Bruns is an enzymatic improver that allows to adjust the browning of your bread in a natural way. Its main characteristic is that it generates glucose during fermentation, eliminating the criticalities given by the use of the cold technique. Bruns is also perfect for reducing the "crust breakage" effect in the second baking of frozen bread. Depending on the dosage used, the colour of the crust can be adjusted to ensure consistent, standardised production.

Here you can find the recipe from our Laboratory for a perfect baguette with the use of our enzymatic improvers Bruns and Enzymatico.



5 kg flour type "0".

50 g Enzymatic

50 g Bruns

150 g compressed brewer's yeast

100 g Salt

3 l Water



Mix Enzymatico, Bruns, yeast and 2.5 l of water at speed 1 in a professional kneading machine.

When the mix is homogeneous, add the remaining water and switch to speed 2. A few minutes before the end of the process, add the salt. The entire process should take 15/20 minutes.
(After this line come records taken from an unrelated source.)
#![allow(dead_code)]
use tablefacade::TableEntity;

#[derive(TableEntity)]
#[table_name = "status"]
enum Status {
    Active,
    Retired,
}

fn main() {}
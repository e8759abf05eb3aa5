//! Resolve-once metadata cache.
//!
//! The registry is an explicit object handed to [`TableOperations`](crate::TableOperations)
//! rather than global state. Each entity type gets its own `OnceCell` slot; the first
//! caller resolves, concurrent callers for the same type wait on that slot and receive
//! the same `Arc`. A failed resolution leaves the slot empty.

use std::any::{Any, TypeId};
use std::collections::HashMap;
use std::sync::{Arc, RwLock};

use once_cell::sync::OnceCell;

use crate::error::FacadeError;

use super::descriptor::TableEntity;
use super::resolver::MetadataResolver;
use super::TableMetadata;

type Slot = Arc<OnceCell<Arc<dyn Any + Send + Sync>>>;

/// Process- or application-wide metadata cache keyed by entity type.
#[derive(Default)]
pub struct MetadataRegistry {
    slots: RwLock<HashMap<TypeId, Slot>>,
}

impl MetadataRegistry {
    pub fn new() -> Self {
        Self::default()
    }

    /// Metadata of `T`, resolving it on first use.
    ///
    /// # Errors
    ///
    /// Returns the resolver's `FacadeError::Configuration` when `T` cannot be resolved.
    pub fn resolve<T: TableEntity>(&self) -> Result<Arc<TableMetadata<T>>, FacadeError> {
        let slot = self.slot::<T>();
        let resolved = slot.get_or_try_init(|| {
            #[cfg(feature = "tracing")]
            let _span = crate::tracing_helpers::resolve_span(std::any::type_name::<T>()).entered();

            log::trace!("Resolving table metadata for {}", std::any::type_name::<T>());
            MetadataResolver::resolve::<T>()
                .map(|metadata| Arc::new(metadata) as Arc<dyn Any + Send + Sync>)
        })?;
        Arc::clone(resolved)
            .downcast::<TableMetadata<T>>()
            .map_err(|_| {
                FacadeError::configuration(format!(
                    "Metadata slot for {} holds another type",
                    std::any::type_name::<T>()
                ))
            })
    }

    /// `true` once `T` has been resolved successfully.
    pub fn contains<T: TableEntity>(&self) -> bool {
        self.read_slots()
            .get(&TypeId::of::<T>())
            .is_some_and(|slot| slot.get().is_some())
    }

    /// Number of successfully resolved types.
    pub fn len(&self) -> usize {
        self.read_slots()
            .values()
            .filter(|slot| slot.get().is_some())
            .count()
    }

    pub fn is_empty(&self) -> bool {
        self.len() == 0
    }

    fn slot<T: 'static>(&self) -> Slot {
        let type_id = TypeId::of::<T>();
        if let Some(slot) = self.read_slots().get(&type_id) {
            return Arc::clone(slot);
        }
        let mut slots = self
            .slots
            .write()
            .unwrap_or_else(std::sync::PoisonError::into_inner);
        Arc::clone(slots.entry(type_id).or_default())
    }

    // The map only ever gains entries, so a poisoned lock still holds a usable map.
    fn read_slots(&self) -> std::sync::RwLockReadGuard<'_, HashMap<TypeId, Slot>> {
        self.slots
            .read()
            .unwrap_or_else(std::sync::PoisonError::into_inner)
    }
}

impl std::fmt::Debug for MetadataRegistry {
    fn fmt(&self, f: &mut std::fmt::Formatter<'_>) -> std::fmt::Result {
        f.debug_struct("MetadataRegistry")
            .field("resolved", &self.len())
            .finish()
    }
}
Leave the dough to rest in a plastic bowl for 40 minutes.

Divide the dough into 330 g pieces and form short loaves without pulling the dough too hard.

After 10 minutes, extend the dough to a maximum of 60 cm.

Let rise for 80/90 minutes in cell at 30°C with 80% RH.

Cut the surface in 5 points and bake in a steam oven at 220°C. Cook for 25 minutes and finish cooking with the valve open.